The required result is the number of lines below that hold the word "DashboardResults", stated without anything else.

_Data for analysis_
»»
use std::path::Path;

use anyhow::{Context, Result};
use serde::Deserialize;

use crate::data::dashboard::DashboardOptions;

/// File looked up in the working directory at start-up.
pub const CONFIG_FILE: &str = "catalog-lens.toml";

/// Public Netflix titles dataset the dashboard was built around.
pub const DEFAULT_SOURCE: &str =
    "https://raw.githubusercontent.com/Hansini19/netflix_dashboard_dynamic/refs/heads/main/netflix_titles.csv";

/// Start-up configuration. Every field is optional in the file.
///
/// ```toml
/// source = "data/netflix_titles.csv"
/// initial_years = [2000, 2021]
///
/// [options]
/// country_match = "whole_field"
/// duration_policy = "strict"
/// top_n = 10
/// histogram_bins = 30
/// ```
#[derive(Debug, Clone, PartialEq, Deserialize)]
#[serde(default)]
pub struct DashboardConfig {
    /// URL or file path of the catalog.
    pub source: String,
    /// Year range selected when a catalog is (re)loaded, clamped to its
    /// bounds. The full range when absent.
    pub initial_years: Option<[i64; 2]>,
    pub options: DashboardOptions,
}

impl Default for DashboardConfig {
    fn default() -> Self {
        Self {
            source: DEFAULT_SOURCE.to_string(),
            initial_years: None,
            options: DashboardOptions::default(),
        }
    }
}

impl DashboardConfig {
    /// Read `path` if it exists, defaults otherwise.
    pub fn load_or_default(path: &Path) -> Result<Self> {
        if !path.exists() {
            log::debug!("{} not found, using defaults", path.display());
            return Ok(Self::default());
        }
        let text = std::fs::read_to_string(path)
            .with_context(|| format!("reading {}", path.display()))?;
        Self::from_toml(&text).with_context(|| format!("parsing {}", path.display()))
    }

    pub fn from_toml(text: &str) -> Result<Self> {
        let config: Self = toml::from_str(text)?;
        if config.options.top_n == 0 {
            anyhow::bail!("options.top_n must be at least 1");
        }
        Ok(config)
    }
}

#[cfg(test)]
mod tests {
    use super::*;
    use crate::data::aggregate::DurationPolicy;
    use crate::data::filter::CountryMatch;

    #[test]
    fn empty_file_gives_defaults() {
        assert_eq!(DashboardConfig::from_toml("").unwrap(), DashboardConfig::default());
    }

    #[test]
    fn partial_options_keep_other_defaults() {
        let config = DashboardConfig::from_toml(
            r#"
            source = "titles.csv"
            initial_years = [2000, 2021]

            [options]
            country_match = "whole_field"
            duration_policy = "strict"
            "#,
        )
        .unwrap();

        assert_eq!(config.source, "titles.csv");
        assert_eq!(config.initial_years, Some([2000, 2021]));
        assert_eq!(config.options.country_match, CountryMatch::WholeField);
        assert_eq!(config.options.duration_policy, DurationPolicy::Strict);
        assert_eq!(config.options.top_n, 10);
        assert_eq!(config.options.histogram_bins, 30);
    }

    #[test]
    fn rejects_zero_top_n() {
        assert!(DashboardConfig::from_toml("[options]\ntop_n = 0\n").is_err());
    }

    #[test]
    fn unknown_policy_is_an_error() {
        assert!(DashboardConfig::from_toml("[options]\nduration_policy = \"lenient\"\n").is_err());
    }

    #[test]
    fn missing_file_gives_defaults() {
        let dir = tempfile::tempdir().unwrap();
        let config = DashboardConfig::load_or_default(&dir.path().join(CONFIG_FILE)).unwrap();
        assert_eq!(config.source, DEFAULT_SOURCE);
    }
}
««
»»
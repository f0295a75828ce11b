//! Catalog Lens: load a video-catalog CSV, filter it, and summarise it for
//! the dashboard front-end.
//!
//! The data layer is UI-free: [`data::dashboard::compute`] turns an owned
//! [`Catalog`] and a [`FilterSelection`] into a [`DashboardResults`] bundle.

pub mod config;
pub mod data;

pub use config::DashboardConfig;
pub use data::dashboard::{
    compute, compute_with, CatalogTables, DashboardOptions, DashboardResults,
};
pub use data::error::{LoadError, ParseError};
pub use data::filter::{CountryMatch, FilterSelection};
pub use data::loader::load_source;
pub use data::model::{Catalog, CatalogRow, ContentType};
««
_Response to the task_
2